Items listed in a dataset:
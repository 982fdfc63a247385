use anyhow::{Context, Result};
use clap::{Parser, Subcommand};
use std::io;
use std::path::PathBuf;
use tracing_subscriber::{filter::EnvFilter, fmt, prelude::*};

use remy::commands::{self, RecommendOptions};
use remy::config::Config;
use remy::prompt::Prompter;
use remy::ranker::Recommender;

#[derive(Parser)]
#[command(name = "remy")]
#[command(about = "Remy - Restaurant Recommendations\n\
  Nearby places ranked by what you want and what you already like")]
#[command(version)]
struct Cli {
  /// Configuration file path
  #[arg(long, global = true)]
  config: Option<PathBuf>,

  /// Enable verbose logging
  #[arg(short, long, global = true)]
  verbose: bool,

  #[command(subcommand)]
  command: Commands,
}

#[derive(Subcommand)]
enum Commands {
  /// Recommend restaurants near an address
  Recommend {
    #[command(flatten)]
    options: RecommendOptions,
  },
  /// Build the cached profile index for the catalog
  Index {
    /// Rebuild even when the cache is up to date
    #[arg(short, long)]
    force: bool,
  },
}

fn init_logging(verbose: bool) {
  let filter = EnvFilter::try_from_default_env().unwrap_or_else(|_| {
    if verbose {
      EnvFilter::new("remy=debug,info")
    } else {
      EnvFilter::new("remy=info,warn")
    }
  });

  tracing_subscriber::registry().with(fmt::layer().with_writer(io::stderr)).with(filter).init();
}

#[tokio::main(flavor = "current_thread")]
async fn main() -> Result<()> {
  let cli = Cli::parse();
  init_logging(cli.verbose);

  let config = Config::load(cli.config.as_deref()).context("Failed to load configuration")?;

  match cli.command {
    Commands::Recommend { options } => {
      let geocoder = commands::geocoder_for(&config, &options)?;
      let (recommender, _) = Recommender::load(&config)?;

      let stdin = io::stdin();
      let mut prompter = Prompter::new(stdin.lock(), io::stdout());
      let recommendations =
        commands::recommend(&recommender, &config, &options, &geocoder, &mut prompter).await?;

      commands::print_recommendations(&recommendations, options.format)?;
    }
    Commands::Index { force } => {
      commands::build_index(&config, force)?;
    }
  }

  Ok(())
}
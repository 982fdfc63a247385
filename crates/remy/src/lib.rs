//! Remy - Restaurant Recommendations
//!
//! Geocodes an address, keeps the restaurants within walking-ish distance,
//! narrows them down by cuisine, budget and occasion, and ranks what is left
//! by a blend of profile similarity to a place you already like and rating.

pub mod catalog;
pub mod commands;
pub mod config;
pub mod display;
pub mod fuzzy;
pub mod geo;
pub mod geocode;
pub mod index;
pub mod prompt;
pub mod ranker;
pub mod text;
pub mod tfidf;
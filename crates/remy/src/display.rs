use colored::*;

use crate::catalog::format_price;
use crate::ranker::{Recommendation, Recommendations};

pub const NOTHING_NEARBY: &str = "No restaurants found in your location radius.";
pub const NOTHING_MATCHED: &str = "No restaurants matched your preferences.";
pub const GEOCODE_FAILED: &str = "Could not find coordinates for the given address.";

/// Why there is nothing to show, if the list is empty
pub fn empty_message(recommendations: &Recommendations) -> Option<&'static str> {
  if recommendations.nearby_count == 0 {
    Some(NOTHING_NEARBY)
  } else if recommendations.is_empty() {
    Some(NOTHING_MATCHED)
  } else {
    None
  }
}

/// Render recommendations for the terminal
pub fn render(recommendations: &Recommendations) -> String {
  if let Some(message) = empty_message(recommendations) {
    return message.yellow().to_string();
  }

  let mut out = String::new();
  if let Some(reference) = &recommendations.reference {
    out.push_str(&format!("Because you liked {}:\n\n", reference.cyan()));
  }

  for (rank, recommendation) in recommendations.items.iter().enumerate() {
    out.push_str(&render_one(rank + 1, recommendation));
  }
  out
}

fn render_one(rank: usize, r: &Recommendation) -> String {
  let text = |field: &Option<String>| field.clone().unwrap_or_else(|| "-".to_string());
  let price = r.price_for_two.map(format_price).unwrap_or_else(|| "-".to_string());
  let rating = r.rating.map(|rating| format!("{rating:.1}")).unwrap_or_else(|| "-".to_string());

  let lines = [
    format!(
      "{}. {} {}",
      rank,
      r.name.yellow().bold(),
      format!("({:.1} km)", r.distance_km).dimmed()
    ),
    format!("   Cuisine:    {}", text(&r.cuisine)),
    format!("   Price:      {}", price),
    format!("   Rating:     {}", rating),
    format!("   Dishes:     {}", text(&r.signature_dishes)),
    format!("   Location:   {}", text(&r.location)),
    format!("   Features:   {}", text(&r.special_features)),
    format!(
      "   Score:      {} (similarity {:.2})",
      format!("{:.3}", r.weighted_score).green(),
      r.similarity_score
    ),
  ];

  format!("{}\n\n", lines.join("\n"))
}

#[cfg(test)]
mod tests {
  use super::*;

  fn recommendation(name: &str) -> Recommendation {
    Recommendation {
      name: name.to_string(),
      cuisine: Some("Italian".to_string()),
      price_for_two: Some(800.0),
      rating: Some(4.5),
      signature_dishes: None,
      location: Some("Indiranagar".to_string()),
      special_features: None,
      distance_km: 1.25,
      similarity_score: 1.0,
      weighted_score: 0.95,
    }
  }

  #[test]
  fn test_nothing_nearby_message() {
    colored::control::set_override(false);
    assert_eq!(render(&Recommendations::default()), NOTHING_NEARBY);
  }

  #[test]
  fn test_nothing_matched_message() {
    colored::control::set_override(false);
    let empty = Recommendations { nearby_count: 3, ..Default::default() };
    assert_eq!(render(&empty), NOTHING_MATCHED);
  }

  #[test]
  fn test_empty_message() {
    assert_eq!(empty_message(&Recommendations::default()), Some(NOTHING_NEARBY));

    let nothing_matched = Recommendations { nearby_count: 2, ..Default::default() };
    assert_eq!(empty_message(&nothing_matched), Some(NOTHING_MATCHED));

    let found = Recommendations {
      items: vec![recommendation("Pizza Palace")],
      nearby_count: 2,
      reference: None,
    };
    assert_eq!(empty_message(&found), None);
  }

  #[test]
  fn test_render_lists_fields() {
    colored::control::set_override(false);
    let recommendations = Recommendations {
      items: vec![recommendation("Pizza Palace"), recommendation("Pasta Point")],
      nearby_count: 2,
      reference: Some("Trattoria".to_string()),
    };

    let out = render(&recommendations);
    assert!(out.starts_with("Because you liked Trattoria:"));
    assert!(out.contains("1. Pizza Palace (1.2 km)") || out.contains("1. Pizza Palace (1.3 km)"));
    assert!(out.contains("2. Pasta Point"));
    assert!(out.contains("Price:      800"));
    assert!(out.contains("Rating:     4.5"));
    assert!(out.contains("Dishes:     -"));
    assert!(out.contains("Score:      0.950 (similarity 1.00)"));
  }
}
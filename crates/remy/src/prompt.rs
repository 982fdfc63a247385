use anyhow::{anyhow, Context, Result};
use std::io::{BufRead, Write};

/// Line-based questions on an input/output pair (stdin/stdout in the binary)
pub struct Prompter<R, W> {
  input: R,
  output: W,
}

impl<R: BufRead, W: Write> Prompter<R, W> {
  pub fn new(input: R, output: W) -> Self {
    Self { input, output }
  }

  /// Ask a question and return the trimmed answer
  pub fn ask(&mut self, question: &str) -> Result<String> {
    write!(self.output, "{question}: ")?;
    self.output.flush()?;

    let mut line = String::new();
    let read = self.input.read_line(&mut line).context("Failed to read input")?;
    if read == 0 {
      return Err(anyhow!("No answer given for '{}'", question));
    }
    Ok(line.trim().to_string())
  }

  /// Ask for a value that may be left blank
  pub fn ask_optional(&mut self, question: &str) -> Result<Option<String>> {
    let answer = self.ask(question)?;
    Ok((!answer.is_empty()).then_some(answer))
  }

  /// Ask for a whole number; anything else is an error
  pub fn ask_integer(&mut self, question: &str) -> Result<i64> {
    let answer = self.ask(question)?;
    parse_integer(&answer)
  }
}

pub fn parse_integer(answer: &str) -> Result<i64> {
  answer.trim().parse::<i64>().with_context(|| format!("'{}' is not a whole number", answer.trim()))
}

## EXERCISE GOAL
Lines holding the word "cuisine" in the entries above are the ones to pull out. Copy them all.

## EXERCISE RESPONSE
//! narrows them down by cuisine, budget and occasion, and ranks what is left
    format!("   Cuisine:    {}", text(&r.cuisine)),
      cuisine: Some("Italian".to_string()),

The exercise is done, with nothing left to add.